AI Company Collapse Will Not Mean AI Failed
When the AI company collapse arrives, people will draw the wrong conclusion. They always do. When the inevitable shakeout happens, observers will likely overreact and write off the whole generative AI movement as a fad.
That will be partly true and mostly lazy.
The better conclusion is that AI will survive while thousands of AI startups do not. The internet survived the dot-com crash. Cloud survived weak SaaS companies. Crypto infrastructure survived the NFT clown show. Useful technology does not die just because bad companies attached themselves to it.
The coming collapse will not prove that AI was fake. It will prove that too many companies were built on weak assumptions.
Companies with real distribution, trusted workflows, proprietary data, vertical expertise, regulatory credibility, embedded enterprise value, strong margins, or deep infrastructure may survive. Some will become huge. Some will get acquired. Some will quietly become boring, profitable businesses, which is honestly more impressive than becoming a loud startup with a podcast strategy.
But the copycats will not make it. Tools without a defensible moat, like generic copilots or simple prompt wrappers, will inevitably be replaced or bundled by larger competitors. And the market will be better for it.

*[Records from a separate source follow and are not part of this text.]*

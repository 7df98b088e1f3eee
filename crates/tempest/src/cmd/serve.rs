//! Serve command
//!
//! Keeps the bridge and copy trigger running until SIGINT/SIGTERM. When
//! scheduling is enabled, end-to-end runs happen on a fixed delay.

use anyhow::Result;
use clap::Args;
use tempest_config::{Config, SchedulerConfig};
use tempest_pipeline::FixedDelayScheduler;
use tokio::signal;
use tokio_util::sync::CancellationToken;
use tracing::{error, info};

use crate::builder;

/// Serve command arguments
#[derive(Args, Debug, Default)]
pub struct ServeArgs {
    /// Delay between the end of one run and the start of the next (enables scheduling)
    #[arg(long)]
    pub fixed_delay_ms: Option<u64>,

    /// Delay before the first run (enables scheduling)
    #[arg(long)]
    pub initial_delay_ms: Option<u64>,
}

impl ServeArgs {
    /// Apply CLI overrides on top of the `[scheduler]` section
    fn scheduler(&self, config: &SchedulerConfig) -> SchedulerConfig {
        let mut scheduler = config.clone();
        if let Some(ms) = self.fixed_delay_ms {
            scheduler.fixed_delay_ms = ms;
            scheduler.enabled = true;
        }
        if let Some(ms) = self.initial_delay_ms {
            scheduler.initial_delay_ms = ms;
            scheduler.enabled = true;
        }
        scheduler
    }
}

/// Run until interrupted
pub async fn run(config: &Config, args: ServeArgs) -> Result<()> {
    let scheduler_config = args.scheduler(&config.scheduler);
    if scheduler_config.enabled && scheduler_config.fixed_delay_ms == 0 {
        anyhow::bail!("scheduler fixed delay must be positive");
    }

    let (orchestrator, workers) = builder::build(config)?;

    let cancel = CancellationToken::new();
    let shutdown = cancel.clone();
    tokio::spawn(async move {
        wait_for_shutdown().await;
        info!("shutdown signal received, stopping...");
        shutdown.cancel();
    });

    if scheduler_config.enabled {
        let scheduler = FixedDelayScheduler::from_config(&scheduler_config);
        let stats = scheduler
            .run(cancel.clone(), || {
                let orchestrator = orchestrator.clone();
                async move { orchestrator.run_end_to_end().await }
            })
            .await;
        info!(runs = stats.runs, failures = stats.failures, "scheduled runs finished");
    } else {
        info!("scheduler disabled, serving bridge and trigger only");
        cancel.cancelled().await;
    }

    workers.shutdown().await;
    info!("tempest stopped");
    Ok(())
}

/// Wait for SIGINT or SIGTERM
async fn wait_for_shutdown() {
    let ctrl_c = async {
        if let Err(e) = signal::ctrl_c().await {
            error!(error = %e, "failed to install Ctrl+C handler");
            std::future::pending::<()>().await;
        }
    };

    #[cfg(unix)]
    let terminate = async {
        match signal::unix::signal(signal::unix::SignalKind::terminate()) {
            Ok(mut sig) => {
                sig.recv().await;
            }
            Err(e) => {
                error!(error = %e, "failed to install SIGTERM handler");
                std::future::pending::<()>().await;
            }
        }
    };

    #[cfg(not(unix))]
    let terminate = std::future::pending::<()>();

    tokio::select! {
        _ = ctrl_c => {},
        _ = terminate => {},
    }
}

#[cfg(test)]
mod tests {
    use super::*;

    #[test]
    fn test_overrides_enable_scheduling() {
        let base = SchedulerConfig::default();
        assert!(!ServeArgs::default().scheduler(&base).enabled);

        let args = ServeArgs {
            fixed_delay_ms: Some(5_000),
            initial_delay_ms: None,
        };
        let scheduler = args.scheduler(&base);
        assert!(scheduler.enabled);
        assert_eq!(scheduler.fixed_delay_ms, 5_000);
        assert_eq!(scheduler.initial_delay_ms, base.initial_delay_ms);
    }
}
//! Tests for the index sink and its backends

use std::sync::Arc;
use std::time::Duration;

use chrono::{TimeZone, Utc};
use serde_json::json;
use tempest_config::IndexConfig;
use tempest_protocol::{AlertQuery, AlertRecord};
use tokio::net::TcpListener;
use wiremock::matchers::{body_partial_json, method, path};
use wiremock::{Mock, MockServer, ResponseTemplate};

use super::{
    ElasticsearchBackend, FALLBACK_INDEX_NAME, IndexSink, MatchMode, MemoryIndex, SearchBackend,
    build_search_body, parse_hits, resolve_index_name,
};
use crate::common::SinkError;
use crate::test_util::{record, record_with, records};
use crate::toggle::{Togglable, ToggleGate};

fn memory_sink() -> (IndexSink, Arc<MemoryIndex>) {
    let backend = Arc::new(MemoryIndex::new());
    (IndexSink::new(ToggleGate::on(), backend.clone()), backend)
}

async fn seed(sink: &IndexSink, index: &str) {
    for r in [
        record_with("a", "Severe", "Tanana Valley"),
        record_with("b", "Moderate", "Ventura County Mountains"),
        record_with("c", "Severe", "Coastal Miami-Dade"),
        record_with("d", "Minor", "Hays; Travis"),
    ] {
        sink.index(&r, Some(&r.id), index).await.unwrap();
    }
}

// ============================================================================
// Writes
// ============================================================================

#[tokio::test]
async fn test_index_with_explicit_id() {
    let (sink, backend) = memory_sink();
    let r = record("2021-04-01-1234");

    let id = sink.index(&r, Some("2021-04-01-1234"), "alerts").await.unwrap();
    assert_eq!(id.as_deref(), Some("2021-04-01-1234"));
    assert_eq!(backend.get("alerts", "2021-04-01-1234"), Some(r));
}

#[tokio::test]
async fn test_index_without_id_generates_one() {
    let (sink, backend) = memory_sink();

    let a = sink.index(&record("x"), None, "alerts").await.unwrap().unwrap();
    let b = sink.index(&record("x"), Some("  "), "alerts").await.unwrap().unwrap();

    assert_ne!(a, b);
    assert_eq!(a.len(), 36);
    assert_eq!(backend.len("alerts"), 2);
}

#[tokio::test]
async fn test_index_replaces_existing_id() {
    let (sink, backend) = memory_sink();

    sink.index(&record("first"), Some("k"), "alerts").await.unwrap();
    let replacement = record_with("second", "Extreme", "Kodiak");
    sink.index(&replacement, Some("k"), "alerts").await.unwrap();

    assert_eq!(backend.len("alerts"), 1);
    assert_eq!(backend.get("alerts", "k"), Some(replacement));
}

#[tokio::test]
async fn test_disabled_index_is_noop() {
    let backend = Arc::new(MemoryIndex::new());
    let sink = IndexSink::new(ToggleGate::off(), backend.clone());

    assert_eq!(sink.index(&record("a"), Some("a"), "alerts").await.unwrap(), None);
    assert!(backend.is_empty("alerts"));
    assert_eq!(sink.metrics().snapshot().skipped, 1);
}

#[tokio::test]
async fn test_empty_index_name_falls_back() {
    let (sink, backend) = memory_sink();
    sink.index(&record("a"), Some("a"), "").await.unwrap();
    assert_eq!(backend.len(FALLBACK_INDEX_NAME), 1);
    assert_eq!(resolve_index_name(" alerts "), "alerts");
}

// ============================================================================
// Reads
// ============================================================================

#[tokio::test]
async fn test_select_all_default_limit() {
    let (sink, _) = memory_sink();
    for r in records(15) {
        sink.index(&r, Some(&r.id), "alerts").await.unwrap();
    }

    let page = sink.select_all("alerts", None).await.unwrap();
    assert_eq!(page.len(), 10);
    assert_eq!(page[0].id, "2021-04-01-0000");

    assert_eq!(sink.select_all("alerts", Some(3)).await.unwrap().len(), 3);
    assert_eq!(sink.select_all("alerts", Some(50)).await.unwrap().len(), 15);
    assert!(sink.select_all("other", None).await.unwrap().is_empty());
}

#[tokio::test]
async fn test_configured_default_limit() {
    let config = IndexConfig {
        default_limit: 2,
        ..Default::default()
    };
    let sink = IndexSink::from_config(&config).unwrap();
    for r in records(5) {
        sink.index(&r, Some(&r.id), "alerts").await.unwrap();
    }
    assert_eq!(sink.select_all("alerts", None).await.unwrap().len(), 2);
}

#[tokio::test]
async fn test_exact_search_on_severity_only() {
    let (sink, _) = memory_sink();
    seed(&sink, "alerts").await;

    let hits = sink
        .search(&AlertQuery::new().with_severity("Severe"), "alerts", false)
        .await
        .unwrap();
    let ids: Vec<_> = hits.iter().map(|r| r.id.as_str()).collect();
    assert_eq!(ids, vec!["a", "c"]);
}

#[tokio::test]
async fn test_exact_search_is_conjunction() {
    let (sink, _) = memory_sink();
    seed(&sink, "alerts").await;

    let query = AlertQuery::new()
        .with_severity("Severe")
        .with_area("Coastal Miami-Dade");
    let hits = sink.search(&query, "alerts", false).await.unwrap();
    assert_eq!(hits.len(), 1);
    assert_eq!(hits[0].id, "c");

    let none = AlertQuery::new().with_severity("severe");
    assert!(sink.search(&none, "alerts", false).await.unwrap().is_empty());
}

#[tokio::test]
async fn test_fuzzy_search_tolerates_typos() {
    let (sink, _) = memory_sink();
    seed(&sink, "alerts").await;

    let hits = sink
        .search(&AlertQuery::new().with_severity("Sever"), "alerts", true)
        .await
        .unwrap();
    assert_eq!(hits.len(), 2);

    let hits = sink
        .search(&AlertQuery::new().with_area("ventra"), "alerts", true)
        .await
        .unwrap();
    assert_eq!(hits.len(), 1);
    assert_eq!(hits[0].id, "b");
}

#[tokio::test]
async fn test_search_on_summary_timestamps_and_active() {
    let (sink, _) = memory_sink();
    let expires = Utc.with_ymd_and_hms(2031, 4, 1, 18, 0, 0).unwrap();
    let flood = AlertRecord {
        summary: Some("River flooding expected".into()),
        expires: Some(expires),
        ..record("f")
    };
    let lapsed = AlertRecord {
        active: false,
        expires: None,
        ..record("g")
    };
    for r in [&flood, &lapsed] {
        sink.index(r, Some(&r.id), "alerts").await.unwrap();
    }

    let by_summary = AlertQuery::new().with_summary("River flooding expected");
    let hits = sink.search(&by_summary, "alerts", false).await.unwrap();
    assert_eq!(hits.len(), 1);
    assert_eq!(hits[0].id, "f");

    // same instant written with an offset
    let by_expiry = AlertQuery::new().with_expires("2031-04-01T20:00:00+02:00");
    for fuzzy in [false, true] {
        let hits = sink.search(&by_expiry, "alerts", fuzzy).await.unwrap();
        assert_eq!(hits.len(), 1);
        assert_eq!(hits[0].id, "f");
    }
    let unparseable = AlertQuery::new().with_expires("next tuesday");
    assert!(sink.search(&unparseable, "alerts", false).await.unwrap().is_empty());

    let inactive = AlertQuery::new().with_active(false);
    let hits = sink.search(&inactive, "alerts", true).await.unwrap();
    assert_eq!(hits.len(), 1);
    assert_eq!(hits[0].id, "g");
}

#[tokio::test]
async fn test_empty_query_matches_everything() {
    let (sink, _) = memory_sink();
    seed(&sink, "alerts").await;
    assert_eq!(sink.search(&AlertQuery::new(), "alerts", false).await.unwrap().len(), 4);
}

#[tokio::test]
async fn test_reads_rejected_when_disabled() {
    let sink = IndexSink::new(ToggleGate::off(), Arc::new(MemoryIndex::new()));
    assert!(!sink.enabled());

    let err = sink.select_all("alerts", None).await.unwrap_err();
    assert!(matches!(err, SinkError::Disabled { sink: "index" }));

    let err = sink.search(&AlertQuery::new(), "alerts", true).await.unwrap_err();
    assert!(matches!(err, SinkError::Disabled { .. }));
}

// ============================================================================
// Elasticsearch request/response shapes
// ============================================================================

#[test]
fn test_search_body_match_all() {
    let body = build_search_body(&AlertQuery::new(), MatchMode::Exact, 10);
    assert_eq!(body, json!({ "size": 10, "query": { "match_all": {} } }));
}

#[test]
fn test_search_body_exact_terms() {
    let query = AlertQuery::new().with_severity("Severe").with_urgency("Immediate");
    let body = build_search_body(&query, MatchMode::Exact, 5);
    assert_eq!(
        body,
        json!({
            "size": 5,
            "query": { "bool": { "must": [
                { "term": { "severity.keyword": "Severe" } },
                { "term": { "urgency.keyword": "Immediate" } }
            ] } }
        })
    );
}

#[test]
fn test_search_body_fuzzy() {
    let query = AlertQuery::new().with_area("Kodiak");
    let body = build_search_body(&query, MatchMode::Fuzzy, 10);
    assert_eq!(
        body["query"]["bool"]["must"][0],
        json!({ "fuzzy": { "areaDesc": { "value": "kodiak", "fuzziness": "AUTO" } } })
    );
}

#[test]
fn test_search_body_timestamp_and_active_terms() {
    let query = AlertQuery::new()
        .with_expires("2031-04-01T18:00:00Z")
        .with_active(true);
    for mode in [MatchMode::Exact, MatchMode::Fuzzy] {
        let body = build_search_body(&query, mode, 10);
        assert_eq!(
            body["query"]["bool"]["must"],
            json!([
                { "term": { "expires": "2031-04-01T18:00:00Z" } },
                { "term": { "active": "true" } }
            ])
        );
    }
}

#[test]
fn test_parse_hits() {
    let original = record("a");
    let doc = serde_json::to_value(&original).unwrap();
    let body = json!({ "hits": { "total": { "value": 1 }, "hits": [ { "_id": "a", "_source": doc } ] } });
    assert_eq!(parse_hits(&body).unwrap(), vec![original]);

    assert!(parse_hits(&json!({ "error": "boom" })).is_err());
    assert!(parse_hits(&json!({ "hits": { "hits": [ { "_id": "x" } ] } })).is_err());
}

#[test]
fn test_endpoint_escapes_segments() {
    let es = ElasticsearchBackend::new("http://localhost:9200/", Duration::from_secs(1)).unwrap();
    assert_eq!(
        es.endpoint(&["alerts", "_doc", "a b"]).as_str(),
        "http://localhost:9200/alerts/_doc/a%20b"
    );
    assert!(ElasticsearchBackend::new("not a url", Duration::from_secs(1)).is_err());
}

#[tokio::test]
async fn test_elasticsearch_put_and_search() {
    let server = MockServer::start().await;
    let doc = serde_json::to_value(record_with("c", "Severe", "Kodiak")).unwrap();

    Mock::given(method("PUT"))
        .and(path("/alerts/_doc/c"))
        .and(body_partial_json(json!({ "id": "c", "severity": "Severe" })))
        .respond_with(ResponseTemplate::new(201).set_body_json(json!({ "result": "created" })))
        .expect(1)
        .mount(&server)
        .await;
    Mock::given(method("POST"))
        .and(path("/alerts/_search"))
        .and(body_partial_json(json!({
            "size": 10,
            "query": { "bool": { "must": [ { "term": { "severity.keyword": "Severe" } } ] } }
        })))
        .respond_with(
            ResponseTemplate::new(200)
                .set_body_json(json!({ "hits": { "hits": [ { "_source": doc } ] } })),
        )
        .expect(1)
        .mount(&server)
        .await;
    Mock::given(method("POST"))
        .and(path("/missing/_search"))
        .respond_with(
            ResponseTemplate::new(404).set_body_json(json!({ "error": "index_not_found_exception" })),
        )
        .expect(1)
        .mount(&server)
        .await;

    let es = ElasticsearchBackend::new(&server.uri(), Duration::from_secs(5)).unwrap();
    es.put("alerts", "c", &record_with("c", "Severe", "Kodiak")).await.unwrap();

    let hits = es
        .search("alerts", &AlertQuery::new().with_severity("Severe"), MatchMode::Exact, 10)
        .await
        .unwrap();
    assert_eq!(hits.len(), 1);
    assert_eq!(hits[0].id, "c");

    assert!(es.select("missing", 10).await.unwrap().is_empty());

    server.verify().await;
}

#[tokio::test]
async fn test_elasticsearch_rejected_put_is_delivery_error() {
    let server = MockServer::start().await;
    Mock::given(method("PUT"))
        .and(path("/alerts/_doc/a"))
        .respond_with(ResponseTemplate::new(400).set_body_string("mapper_parsing_exception"))
        .mount(&server)
        .await;

    let es = ElasticsearchBackend::new(&server.uri(), Duration::from_secs(5)).unwrap();
    let err = es.put("alerts", "a", &record("a")).await.unwrap_err();
    assert!(matches!(err, SinkError::Delivery { sink: "index", .. }));
    assert!(err.to_string().contains("400"));
}

#[tokio::test]
async fn test_elasticsearch_unreachable_is_delivery_error() {
    let listener = TcpListener::bind("127.0.0.1:0").await.unwrap();
    let addr = listener.local_addr().unwrap();
    drop(listener);

    let es = ElasticsearchBackend::new(&format!("http://{addr}"), Duration::from_secs(2)).unwrap();
    let sink = IndexSink::new(ToggleGate::on(), Arc::new(es));

    let err = sink.index(&record("a"), Some("a"), "alerts").await.unwrap_err();
    assert!(matches!(err, SinkError::Delivery { sink: "index", .. }));
    assert_eq!(sink.metrics().snapshot().errors, 1);
}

What Surviving AI Startups Will Actually Need
The startups that survive will actually have a moat. That could be proprietary data, deep vertical expertise, or a vice-grip on a specific workflow that is simply too painful for customers to rip out.
Notice what is missing from that list.
“Uses AI.”
That is not enough anymore. It may have been enough to get attention in 2023 or 2024. It may have been enough to raise money in 2025. It will not be enough by 2028.
By then, AI will be expected. It will be infrastructure. It will be part of the product stack. Customers will not pay a premium just because a company says it has AI. They will pay when the product solves a problem better than the old way and better than the bundled alternative.
The actual test is not whether the demo wows investors. It is whether the business model survives contact with reality.
Final Thoughts
AI startups will fail by 2028 because too many of them are confusing a technology wave with a company.
A company needs more than a model. It needs customers who stay, margins that work, differentiation that lasts, distribution that compounds, and a reason to exist after the platform giants catch up. Most AI startups do not have that yet.
Right now, many of these companies are surviving on funding, slick marketing, and industry buzzwords rather than a solid product-market fit.
By 2028, the market’s patience will run out. Investors are already fatigued by endless demos, and enterprises are losing patience with disjointed tools that refuse to integrate. Users will not keep paying for slightly different versions of the exact same assistant.
AI itself will survive this shakeout, but the AI startup costume party will not. And honestly, that is healthy. The market does not need more companies selling the same thin AI layer with a different interface. It needs fewer companies solving harder problems with real products, real workflows, real economics, and real reasons to exist.
Without a real business model, the hype will not keep these companies afloat once the market tightens.